Nearly 20,000 views on this question, and probably a fair number of votes distributed across the many accidental and forced duplicates..

Recent Reddit threads suggest it's a driver/chipset issue, and Apple is choosing to not document or not communicate anything (that's never helped, but there's always a first time).

This is using the 10G hardware-Ethernet port found in the Mac Mini M2. I specifically bought this for networking testing, but I guess I still need my Raspberry Pi :-(

@somewhereInTime oh wow, I would've expected the built-in hardware of the Mac Mini to actually work with the shipped OS.

Thanks for sharing!

I specifically bought a OWC TB3 to 10GbE adapter, as it uses the Aquantia AQC107 chipset.

According to the previously shared link to the guide on Github:

With the above 5 drivers, currently Apple only uses 2 of them in their products:

Aquantia is used on all Macs with 10Gbe
ie. 2017 iMac Pro, 2019 Mac Pro, 2018 Mac mini
Broadcom is used on all 2011+ Macs with 1Gbe
ie. 2011-2020 iMacs, 2010-2020 Mac minis, 2013 Mac Pro

However - no luck. Offloading seems to work, the used driver is Driver: com.apple.driver.AppleEthernetAquantiaAqtion. But using ifconfig ether still fails silently :(

"Upgrading" to the latest macOS Sonoma Developer beta seems to have solved my other issue regarding WiFi 6E (6GHz), it now detects my AP correctly and actually connects. But regarding wired network adapters I didn't see any changes.

As this is my daily driver I will "downgrade" to macOS Ventura again, was having some trouble with specific programs not running anymore.

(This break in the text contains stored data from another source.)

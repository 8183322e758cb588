//! Testing utilities for the sports-car sales API
//!
//! This crate provides:
//! - Test fixtures producing realistic create payloads for every entity
//! - Builder patterns for payloads that need specific values
//! - An in-memory SQLite database with the schema already applied
//!
//! # Examples
//!
//! ```
//! use sportscar_sales_testing::{builders::*, fixtures::*};
//!
//! // A random customer
//! let customer = create_test_customer();
//! assert!(customer.nome.is_some());
//!
//! // A specific vehicle
//! let vehicle = VehicleBuilder::new()
//!     .with_marca("Ferrari")
//!     .with_modelo("Roma")
//!     .build();
//! assert_eq!(vehicle.marca.as_deref(), Some("Ferrari"));
//! ```

pub mod builders;
pub mod database;
pub mod fixtures;

// Re-export commonly used types
pub use builders::*;
pub use database::TestDatabase;
pub use fixtures::*;

// Re-export testing dependencies for convenience
pub use fake;
pub use proptest;
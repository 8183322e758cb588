//! Configuration management for the application.
//!
//! Settings are layered, later sources overriding earlier ones:
//!
//! 1. Built-in defaults
//! 2. `config/default.toml` (if it exists)
//! 3. `config/{APP_ENV}.toml` (if it exists, `APP_ENV` defaults to `development`)
//! 4. Environment variables prefixed with `APP`, e.g. `APP__SERVER__PORT=8080`
//! 5. `PORT`, kept as a shortcut for the listen port
//!
//! ## Example Configuration
//!
//! ```toml
//! [server]
//! port = 3000
//! request_timeout_seconds = 30
//!
//! [database]
//! path = "vendas_carros_esportivos.db"
//! max_connections = 5
//!
//! [telemetry]
//! log_level = "debug"
//! json_logging = true
//! ```

use anyhow::{Context, Result};
use serde::{Deserialize, Serialize};
use std::path::PathBuf;
use std::time::Duration;

/// Main application configuration
#[derive(Debug, Clone, Default, Serialize, Deserialize)]
pub struct AppConfig {
    #[serde(default)]
    pub server: ServerConfig,
    #[serde(default)]
    pub database: DatabaseConfig,
    #[serde(default)]
    pub telemetry: TelemetryConfig,
}

/// HTTP server configuration
#[derive(Debug, Clone, Serialize, Deserialize)]
pub struct ServerConfig {
    /// Host to bind to (e.g., "0.0.0.0")
    #[serde(default = "default_host")]
    pub host: String,

    /// Port to listen on
    #[serde(default = "default_port")]
    pub port: u16,

    /// Upper bound on the time spent handling one request
    #[serde(default = "default_request_timeout")]
    pub request_timeout_seconds: u64,

    /// Maximum accepted request body size in bytes
    #[serde(default = "default_max_body_size")]
    pub max_body_size: usize,

    /// CORS allowed origins, `*` allows any
    #[serde(default = "default_cors_origins")]
    pub cors_allowed_origins: Vec<String>,

    /// Serve the OpenAPI document at `/api-docs/openapi.json`
    #[serde(default = "default_true")]
    pub enable_openapi: bool,
}

/// SQLite datastore configuration
#[derive(Debug, Clone, Serialize, Deserialize)]
pub struct DatabaseConfig {
    /// Path of the database file, created if missing
    #[serde(default = "default_database_path")]
    pub path: PathBuf,

    /// Upper bound on pooled connections
    #[serde(default = "default_max_connections")]
    pub max_connections: u32,

    /// Time to wait for a free pooled connection
    #[serde(default = "default_acquire_timeout")]
    pub acquire_timeout_seconds: u64,

    /// Time SQLite waits on a locked database before failing a statement
    #[serde(default = "default_busy_timeout")]
    pub busy_timeout_seconds: u64,

    /// Create missing tables and views at start-up
    #[serde(default = "default_true")]
    pub bootstrap_schema: bool,
}

/// Telemetry configuration
#[derive(Debug, Clone, Serialize, Deserialize)]
pub struct TelemetryConfig {
    /// Service name attached to log output
    #[serde(default = "default_service_name")]
    pub service_name: String,

    /// Enable JSON logging format
    #[serde(default)]
    pub json_logging: bool,

    /// Log level (trace, debug, info, warn, error)
    #[serde(default = "default_log_level")]
    pub log_level: String,
}

// Default value functions
fn default_host() -> String {
    "0.0.0.0".to_string()
}

fn default_port() -> u16 {
    3000
}

fn default_request_timeout() -> u64 {
    30
}

fn default_max_body_size() -> usize {
    1024 * 1024 // 1 MiB
}

fn default_cors_origins() -> Vec<String> {
    vec!["*".to_string()]
}

fn default_true() -> bool {
    true
}

fn default_database_path() -> PathBuf {
    PathBuf::from("vendas_carros_esportivos.db")
}

fn default_max_connections() -> u32 {
    5
}

fn default_acquire_timeout() -> u64 {
    5
}

fn default_busy_timeout() -> u64 {
    5
}

fn default_service_name() -> String {
    "sportscar-sales-api".to_string()
}

fn default_log_level() -> String {
    "info".to_string()
}

impl Default for ServerConfig {
    fn default() -> Self {
        Self {
            host: default_host(),
            port: default_port(),
            request_timeout_seconds: default_request_timeout(),
            max_body_size: default_max_body_size(),
            cors_allowed_origins: default_cors_origins(),
            enable_openapi: true,
        }
    }
}

impl Default for DatabaseConfig {
    fn default() -> Self {
        Self {
            path: default_database_path(),
            max_connections: default_max_connections(),
            acquire_timeout_seconds: default_acquire_timeout(),
            busy_timeout_seconds: default_busy_timeout(),
            bootstrap_schema: true,
        }
    }
}

impl Default for TelemetryConfig {
    fn default() -> Self {
        Self {
            service_name: default_service_name(),
            json_logging: false,
            log_level: default_log_level(),
        }
    }
}

impl AppConfig {
    /// Load configuration from files and environment variables.
    ///
    /// # Examples
    ///
    /// ```no_run
    /// use sportscar_sales_common::config::AppConfig;
    ///
    /// let config = AppConfig::load().expect("Failed to load configuration");
    /// println!("Listening on {}", config.server_address());
    /// ```
    pub fn load() -> Result<Self> {
        let env = std::env::var("APP_ENV").unwrap_or_else(|_| "development".to_string());

        let mut builder = config::Config::builder()
            .add_source(config::File::with_name("config/default").required(false))
            .add_source(config::File::with_name(&format!("config/{}", env)).required(false))
            // Example: APP__DATABASE__PATH=/var/lib/vendas.db
            .add_source(
                config::Environment::with_prefix("APP")
                    .prefix_separator("__")
                    .separator("__")
                    .try_parsing(true),
            );

        if let Ok(port) = std::env::var("PORT") {
            let port: u16 = port
                .parse()
                .with_context(|| format!("PORT must be a valid port number, got '{}'", port))?;
            builder = builder
                .set_override("server.port", i64::from(port))
                .context("Failed to apply PORT override")?;
        }

        let app_config: AppConfig = builder
            .build()
            .context("Failed to build configuration")?
            .try_deserialize()
            .context("Failed to deserialize configuration")?;

        app_config.validate()?;

        Ok(app_config)
    }

    /// Validate the configuration
    pub fn validate(&self) -> Result<()> {
        if self.server.port == 0 {
            anyhow::bail!("Server port must be greater than 0");
        }

        if self.server.request_timeout_seconds == 0 {
            anyhow::bail!("Request timeout must be greater than 0");
        }

        if self.server.max_body_size == 0 {
            anyhow::bail!("Maximum body size must be greater than 0");
        }

        if self.database.path.as_os_str().is_empty() {
            anyhow::bail!("Database path is required");
        }

        if self.database.max_connections == 0 {
            anyhow::bail!("Database pool size must be greater than 0");
        }

        if self.database.acquire_timeout_seconds == 0 {
            anyhow::bail!("Database acquire timeout must be greater than 0");
        }

        let valid_log_levels = ["trace", "debug", "info", "warn", "error"];
        if !valid_log_levels.contains(&self.telemetry.log_level.as_str()) {
            anyhow::bail!(
                "Invalid log level '{}'. Must be one of: {}",
                self.telemetry.log_level,
                valid_log_levels.join(", ")
            );
        }

        Ok(())
    }

    /// Get the server bind address
    pub fn server_address(&self) -> String {
        format!("{}:{}", self.server.host, self.server.port)
    }

    /// Get the request timeout as a Duration
    pub fn request_timeout(&self) -> Duration {
        Duration::from_secs(self.server.request_timeout_seconds)
    }
}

Apple needs to acknowledge this issue.

  1. If they CHOOSE to remove ifconfig support, then they should stand behind it and not mislead customers by claiming it's "unsupported" 3rd-party adapters.
  2. more likely it's "only" a driver issue though, as the Apple TB1 GbE adapter still supports ifconfig ether (I do need to admit that I did not test that with macOS Sonoma though). It uses a different driver, and likely the Aquantia driver is not feature-complete on Apple Silicon machines.

Maybe it's also both - officially they did not want to break ifconfig when porting drivers, but some head of department may have made some decision that "MAC Spoofing is nefarious" and only used by internet buccaneers.